_Records for this task_

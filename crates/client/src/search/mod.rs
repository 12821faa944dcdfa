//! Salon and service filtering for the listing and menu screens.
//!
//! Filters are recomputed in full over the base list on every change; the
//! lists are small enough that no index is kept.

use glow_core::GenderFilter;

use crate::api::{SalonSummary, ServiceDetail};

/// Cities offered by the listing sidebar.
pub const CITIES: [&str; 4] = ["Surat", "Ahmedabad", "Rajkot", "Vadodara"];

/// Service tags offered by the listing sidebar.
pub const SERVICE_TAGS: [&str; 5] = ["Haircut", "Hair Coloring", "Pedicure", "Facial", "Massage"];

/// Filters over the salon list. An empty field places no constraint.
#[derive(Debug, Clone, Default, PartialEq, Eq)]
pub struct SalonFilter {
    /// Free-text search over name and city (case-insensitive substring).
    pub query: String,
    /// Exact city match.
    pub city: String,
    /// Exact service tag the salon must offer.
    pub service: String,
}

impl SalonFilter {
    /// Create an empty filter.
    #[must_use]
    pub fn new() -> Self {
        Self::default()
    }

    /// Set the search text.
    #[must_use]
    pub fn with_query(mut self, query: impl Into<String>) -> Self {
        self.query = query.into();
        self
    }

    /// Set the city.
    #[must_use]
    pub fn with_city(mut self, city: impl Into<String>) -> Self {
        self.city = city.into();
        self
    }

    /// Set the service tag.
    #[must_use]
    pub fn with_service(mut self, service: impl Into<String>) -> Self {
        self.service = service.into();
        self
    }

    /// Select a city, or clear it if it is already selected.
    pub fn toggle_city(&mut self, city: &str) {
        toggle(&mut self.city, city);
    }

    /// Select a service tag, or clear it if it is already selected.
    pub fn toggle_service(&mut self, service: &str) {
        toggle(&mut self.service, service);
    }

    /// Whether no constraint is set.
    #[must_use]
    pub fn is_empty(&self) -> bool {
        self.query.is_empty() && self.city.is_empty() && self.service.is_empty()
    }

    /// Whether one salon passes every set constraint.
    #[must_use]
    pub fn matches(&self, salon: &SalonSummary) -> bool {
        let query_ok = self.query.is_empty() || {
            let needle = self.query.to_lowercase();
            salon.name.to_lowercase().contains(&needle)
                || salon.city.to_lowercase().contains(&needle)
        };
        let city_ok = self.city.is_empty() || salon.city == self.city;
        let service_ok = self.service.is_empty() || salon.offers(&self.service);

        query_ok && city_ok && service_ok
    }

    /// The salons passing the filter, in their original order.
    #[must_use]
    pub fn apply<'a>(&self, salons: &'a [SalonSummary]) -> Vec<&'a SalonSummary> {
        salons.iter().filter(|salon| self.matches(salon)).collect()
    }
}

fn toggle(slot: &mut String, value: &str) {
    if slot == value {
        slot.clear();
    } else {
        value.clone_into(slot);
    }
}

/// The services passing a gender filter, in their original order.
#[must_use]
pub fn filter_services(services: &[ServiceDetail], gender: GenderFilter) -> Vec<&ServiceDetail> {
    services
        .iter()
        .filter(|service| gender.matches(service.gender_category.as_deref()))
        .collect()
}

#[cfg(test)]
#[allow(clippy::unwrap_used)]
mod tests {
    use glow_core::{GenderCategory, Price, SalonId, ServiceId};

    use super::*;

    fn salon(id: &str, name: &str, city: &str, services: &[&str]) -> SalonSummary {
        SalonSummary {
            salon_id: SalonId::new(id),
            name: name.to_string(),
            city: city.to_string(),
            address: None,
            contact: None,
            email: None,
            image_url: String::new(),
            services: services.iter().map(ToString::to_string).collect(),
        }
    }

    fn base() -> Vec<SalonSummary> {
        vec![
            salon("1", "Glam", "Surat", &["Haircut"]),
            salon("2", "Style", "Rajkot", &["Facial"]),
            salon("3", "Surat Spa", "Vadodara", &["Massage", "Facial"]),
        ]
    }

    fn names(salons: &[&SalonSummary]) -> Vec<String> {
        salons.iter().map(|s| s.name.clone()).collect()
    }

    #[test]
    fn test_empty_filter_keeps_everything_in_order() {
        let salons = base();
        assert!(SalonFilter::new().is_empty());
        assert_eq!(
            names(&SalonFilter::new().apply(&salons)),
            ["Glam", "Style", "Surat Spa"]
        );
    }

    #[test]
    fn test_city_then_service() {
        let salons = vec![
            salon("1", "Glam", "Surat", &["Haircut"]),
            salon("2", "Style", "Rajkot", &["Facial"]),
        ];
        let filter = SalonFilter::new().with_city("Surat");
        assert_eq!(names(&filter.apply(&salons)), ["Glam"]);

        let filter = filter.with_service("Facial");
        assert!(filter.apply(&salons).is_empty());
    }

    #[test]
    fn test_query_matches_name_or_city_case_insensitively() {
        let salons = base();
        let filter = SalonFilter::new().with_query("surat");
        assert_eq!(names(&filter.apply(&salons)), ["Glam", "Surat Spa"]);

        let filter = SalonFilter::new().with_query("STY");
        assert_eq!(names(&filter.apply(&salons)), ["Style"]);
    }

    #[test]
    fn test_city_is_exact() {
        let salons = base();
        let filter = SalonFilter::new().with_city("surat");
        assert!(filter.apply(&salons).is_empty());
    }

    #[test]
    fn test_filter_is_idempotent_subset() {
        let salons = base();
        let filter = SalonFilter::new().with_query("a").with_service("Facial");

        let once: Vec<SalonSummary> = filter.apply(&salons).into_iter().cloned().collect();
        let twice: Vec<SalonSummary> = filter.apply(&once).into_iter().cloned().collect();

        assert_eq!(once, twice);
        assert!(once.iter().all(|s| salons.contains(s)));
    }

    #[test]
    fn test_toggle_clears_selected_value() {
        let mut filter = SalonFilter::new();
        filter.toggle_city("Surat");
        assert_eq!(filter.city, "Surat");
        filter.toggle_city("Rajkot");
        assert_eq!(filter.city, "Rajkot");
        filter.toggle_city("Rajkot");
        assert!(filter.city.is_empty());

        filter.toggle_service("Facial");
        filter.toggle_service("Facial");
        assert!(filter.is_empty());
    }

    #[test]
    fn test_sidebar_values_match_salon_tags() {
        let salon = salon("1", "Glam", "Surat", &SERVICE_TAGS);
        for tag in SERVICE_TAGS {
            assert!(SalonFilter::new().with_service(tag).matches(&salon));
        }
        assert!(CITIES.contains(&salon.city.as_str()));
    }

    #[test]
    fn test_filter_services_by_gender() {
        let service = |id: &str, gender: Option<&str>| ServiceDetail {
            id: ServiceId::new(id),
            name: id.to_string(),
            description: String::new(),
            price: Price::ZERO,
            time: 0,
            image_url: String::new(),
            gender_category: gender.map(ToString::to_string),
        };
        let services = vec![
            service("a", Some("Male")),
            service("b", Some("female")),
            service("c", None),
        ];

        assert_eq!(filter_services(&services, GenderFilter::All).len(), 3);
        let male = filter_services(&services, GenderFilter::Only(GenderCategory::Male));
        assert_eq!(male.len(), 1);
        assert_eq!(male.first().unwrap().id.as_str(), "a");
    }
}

---

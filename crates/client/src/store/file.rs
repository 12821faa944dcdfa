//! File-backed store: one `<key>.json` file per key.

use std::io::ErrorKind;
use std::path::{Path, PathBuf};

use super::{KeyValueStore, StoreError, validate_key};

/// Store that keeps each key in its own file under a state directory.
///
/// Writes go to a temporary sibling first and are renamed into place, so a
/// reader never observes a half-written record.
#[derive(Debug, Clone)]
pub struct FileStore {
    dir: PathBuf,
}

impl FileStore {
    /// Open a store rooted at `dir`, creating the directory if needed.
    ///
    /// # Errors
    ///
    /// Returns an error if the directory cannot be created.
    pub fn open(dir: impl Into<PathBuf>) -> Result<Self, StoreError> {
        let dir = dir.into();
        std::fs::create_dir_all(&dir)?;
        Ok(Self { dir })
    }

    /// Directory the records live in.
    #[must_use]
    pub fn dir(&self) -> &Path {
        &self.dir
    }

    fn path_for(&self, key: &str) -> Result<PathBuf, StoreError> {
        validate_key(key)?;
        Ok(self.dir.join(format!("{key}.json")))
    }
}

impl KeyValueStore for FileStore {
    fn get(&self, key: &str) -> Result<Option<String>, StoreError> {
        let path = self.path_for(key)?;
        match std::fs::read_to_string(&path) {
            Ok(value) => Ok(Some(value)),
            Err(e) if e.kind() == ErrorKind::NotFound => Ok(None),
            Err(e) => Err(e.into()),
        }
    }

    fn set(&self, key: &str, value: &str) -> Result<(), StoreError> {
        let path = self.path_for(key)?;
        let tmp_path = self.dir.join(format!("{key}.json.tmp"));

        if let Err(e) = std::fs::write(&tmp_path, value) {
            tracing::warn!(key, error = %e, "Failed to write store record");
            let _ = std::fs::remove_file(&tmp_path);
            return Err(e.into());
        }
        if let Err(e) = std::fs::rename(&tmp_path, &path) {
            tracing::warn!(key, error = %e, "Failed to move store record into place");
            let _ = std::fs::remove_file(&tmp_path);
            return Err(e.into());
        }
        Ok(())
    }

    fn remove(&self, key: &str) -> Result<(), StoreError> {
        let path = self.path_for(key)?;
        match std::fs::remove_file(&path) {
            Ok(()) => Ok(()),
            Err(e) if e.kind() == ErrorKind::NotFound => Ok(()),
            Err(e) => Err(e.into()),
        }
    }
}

_Required action_
Look through the listing and extract every line with "ServiceId" in it.

_Answer to the problem_
    use glow_core::{GenderCategory, Price, SalonId, ServiceId};
            id: ServiceId::new(id),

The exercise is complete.